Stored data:
#####
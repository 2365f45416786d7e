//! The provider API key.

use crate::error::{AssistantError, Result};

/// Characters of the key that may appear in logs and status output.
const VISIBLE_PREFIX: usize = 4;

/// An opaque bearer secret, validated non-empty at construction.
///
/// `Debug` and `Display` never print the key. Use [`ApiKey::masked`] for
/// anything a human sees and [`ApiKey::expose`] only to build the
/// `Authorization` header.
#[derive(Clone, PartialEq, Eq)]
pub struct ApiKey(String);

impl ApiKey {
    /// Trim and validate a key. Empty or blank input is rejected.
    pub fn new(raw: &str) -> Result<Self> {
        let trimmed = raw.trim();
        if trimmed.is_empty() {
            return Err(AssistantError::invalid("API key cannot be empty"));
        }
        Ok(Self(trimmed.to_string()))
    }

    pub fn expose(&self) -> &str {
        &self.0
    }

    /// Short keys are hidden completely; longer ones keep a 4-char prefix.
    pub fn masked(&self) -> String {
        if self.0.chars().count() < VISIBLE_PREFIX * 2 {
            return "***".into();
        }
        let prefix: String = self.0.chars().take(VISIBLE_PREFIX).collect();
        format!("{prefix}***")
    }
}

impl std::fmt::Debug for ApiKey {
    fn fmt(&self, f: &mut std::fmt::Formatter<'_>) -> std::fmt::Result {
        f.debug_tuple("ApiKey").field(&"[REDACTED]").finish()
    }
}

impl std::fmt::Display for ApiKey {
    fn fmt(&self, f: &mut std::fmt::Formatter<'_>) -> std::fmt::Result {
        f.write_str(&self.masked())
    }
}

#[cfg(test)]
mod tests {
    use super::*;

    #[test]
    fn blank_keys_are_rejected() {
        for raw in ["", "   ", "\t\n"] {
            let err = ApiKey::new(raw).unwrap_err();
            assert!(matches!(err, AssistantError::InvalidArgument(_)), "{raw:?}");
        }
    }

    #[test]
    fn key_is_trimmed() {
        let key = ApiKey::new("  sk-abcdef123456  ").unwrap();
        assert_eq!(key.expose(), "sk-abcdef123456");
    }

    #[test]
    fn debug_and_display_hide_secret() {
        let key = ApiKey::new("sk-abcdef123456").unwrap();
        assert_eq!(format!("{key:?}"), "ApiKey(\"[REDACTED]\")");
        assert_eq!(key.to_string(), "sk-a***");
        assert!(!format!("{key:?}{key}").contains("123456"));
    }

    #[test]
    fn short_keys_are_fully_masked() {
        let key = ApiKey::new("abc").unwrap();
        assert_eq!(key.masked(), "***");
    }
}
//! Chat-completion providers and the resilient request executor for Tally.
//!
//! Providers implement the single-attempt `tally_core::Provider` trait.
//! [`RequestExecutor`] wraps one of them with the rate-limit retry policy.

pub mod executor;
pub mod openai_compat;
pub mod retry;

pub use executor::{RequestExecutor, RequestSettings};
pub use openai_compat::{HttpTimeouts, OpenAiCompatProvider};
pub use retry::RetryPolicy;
#####
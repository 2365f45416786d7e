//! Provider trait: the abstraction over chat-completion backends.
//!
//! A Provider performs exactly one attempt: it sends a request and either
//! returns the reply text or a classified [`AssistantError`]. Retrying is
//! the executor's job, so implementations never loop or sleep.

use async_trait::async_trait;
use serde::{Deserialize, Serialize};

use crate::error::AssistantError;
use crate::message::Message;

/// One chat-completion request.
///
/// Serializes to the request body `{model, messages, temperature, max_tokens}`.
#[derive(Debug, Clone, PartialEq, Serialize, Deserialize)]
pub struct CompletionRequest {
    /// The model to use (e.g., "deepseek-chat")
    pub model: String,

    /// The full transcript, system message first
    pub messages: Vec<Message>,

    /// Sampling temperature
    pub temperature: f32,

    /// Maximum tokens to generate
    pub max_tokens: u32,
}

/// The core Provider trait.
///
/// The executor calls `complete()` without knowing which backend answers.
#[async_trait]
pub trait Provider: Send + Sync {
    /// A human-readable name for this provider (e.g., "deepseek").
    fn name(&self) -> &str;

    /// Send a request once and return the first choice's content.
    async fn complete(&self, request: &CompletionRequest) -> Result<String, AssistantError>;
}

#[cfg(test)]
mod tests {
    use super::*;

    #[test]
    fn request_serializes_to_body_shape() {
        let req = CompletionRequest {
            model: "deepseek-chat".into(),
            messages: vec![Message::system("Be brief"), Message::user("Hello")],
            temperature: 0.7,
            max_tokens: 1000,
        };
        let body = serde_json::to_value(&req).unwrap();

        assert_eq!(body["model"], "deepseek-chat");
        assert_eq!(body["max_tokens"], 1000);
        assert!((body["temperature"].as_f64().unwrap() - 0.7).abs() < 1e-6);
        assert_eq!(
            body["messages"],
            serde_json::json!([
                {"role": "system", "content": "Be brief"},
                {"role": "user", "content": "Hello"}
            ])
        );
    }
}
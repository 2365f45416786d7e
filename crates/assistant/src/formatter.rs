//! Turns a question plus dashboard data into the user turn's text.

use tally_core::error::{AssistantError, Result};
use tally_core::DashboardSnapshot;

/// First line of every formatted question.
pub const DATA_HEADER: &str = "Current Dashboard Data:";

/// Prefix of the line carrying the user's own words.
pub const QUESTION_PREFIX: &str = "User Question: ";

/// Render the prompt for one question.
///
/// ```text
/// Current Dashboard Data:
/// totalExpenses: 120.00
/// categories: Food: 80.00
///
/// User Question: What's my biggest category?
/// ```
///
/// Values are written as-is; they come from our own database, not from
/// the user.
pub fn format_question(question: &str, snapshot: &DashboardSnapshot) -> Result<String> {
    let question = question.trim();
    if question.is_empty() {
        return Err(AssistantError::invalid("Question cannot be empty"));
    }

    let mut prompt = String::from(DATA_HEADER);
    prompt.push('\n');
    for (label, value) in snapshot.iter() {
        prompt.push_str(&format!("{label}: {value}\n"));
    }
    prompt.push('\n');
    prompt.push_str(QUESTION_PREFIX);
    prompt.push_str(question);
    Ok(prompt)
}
#####
▸ **INSTRUCTIONS FOR THE TASK**
From the line holding "filename crates/assistant/src/formatter.rs" to the line holding "user's own words.", inclusive, restate each line above exactly as written.

▸ **ANSWER TO THE EXERCISE**
filename crates/assistant/src/formatter.rs
//! Turns a question plus dashboard data into the user turn's text.

use tally_core::error::{AssistantError, Result};
use tally_core::DashboardSnapshot;

/// First line of every formatted question.
pub const DATA_HEADER: &str = "Current Dashboard Data:";

/// Prefix of the line carrying the user's own words.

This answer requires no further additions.